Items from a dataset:

//! Fingerprint validity check and blood group prediction.
//!
//! A [`PredictionSession`] owns the selected image path. Calling
//! [`PredictionSession::predict`] rejects missing selections and images that
//! fail the edge-density [`FingerprintCheck`], then runs the ONNX model on a
//! normalized 128x128x1 tensor and maps the best output to a [`BloodGroup`].

pub mod config;
pub mod labels;
pub mod model;
pub mod pipeline;
pub mod preprocess;
pub mod validity;

pub use config::{ConfigError, PipelineConfig};
pub use labels::{BloodGroup, ClassLabelTable, LabelTableError};
pub use model::{Classifier, ModelLoader, OnnxClassifier, OnnxModelLoader};
pub use pipeline::{
    CheckedImage, NO_SELECTION_MESSAGE, NOT_A_FINGERPRINT_MESSAGE, PROGRESS_MESSAGE, PredictError,
    Prediction, PredictionSession, ProgressObserver, StatusMessage, Tone,
};
pub use preprocess::{PreprocessError, add_batch_dimension, preprocess_image};
pub use validity::{EdgeDensityFilter, FingerprintCheck};

/// File extensions offered by the image picker.
pub const SUPPORTED_EXTENSIONS: [&str; 3] = ["jpg", "jpeg", "png"];

pub fn is_supported_image(path: &std::path::Path) -> bool {
    match path.extension().and_then(|s| s.to_str()) {
        Some(ext) => {
            let ext = ext.to_ascii_lowercase();
            SUPPORTED_EXTENSIONS.contains(&ext.as_str())
        }
        None => false,
    }
}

PROBLEM TO SOLVE: Each line from the start of the records through the line holding "ONNX model on a" must be returned exactly; nothing else belongs in the answer.

RESPONSE FOR THIS EXERCISE:
//! Fingerprint validity check and blood group prediction.
//!
//! A [`PredictionSession`] owns the selected image path. Calling
//! [`PredictionSession::predict`] rejects missing selections and images that
//! fail the edge-density [`FingerprintCheck`], then runs the ONNX model on a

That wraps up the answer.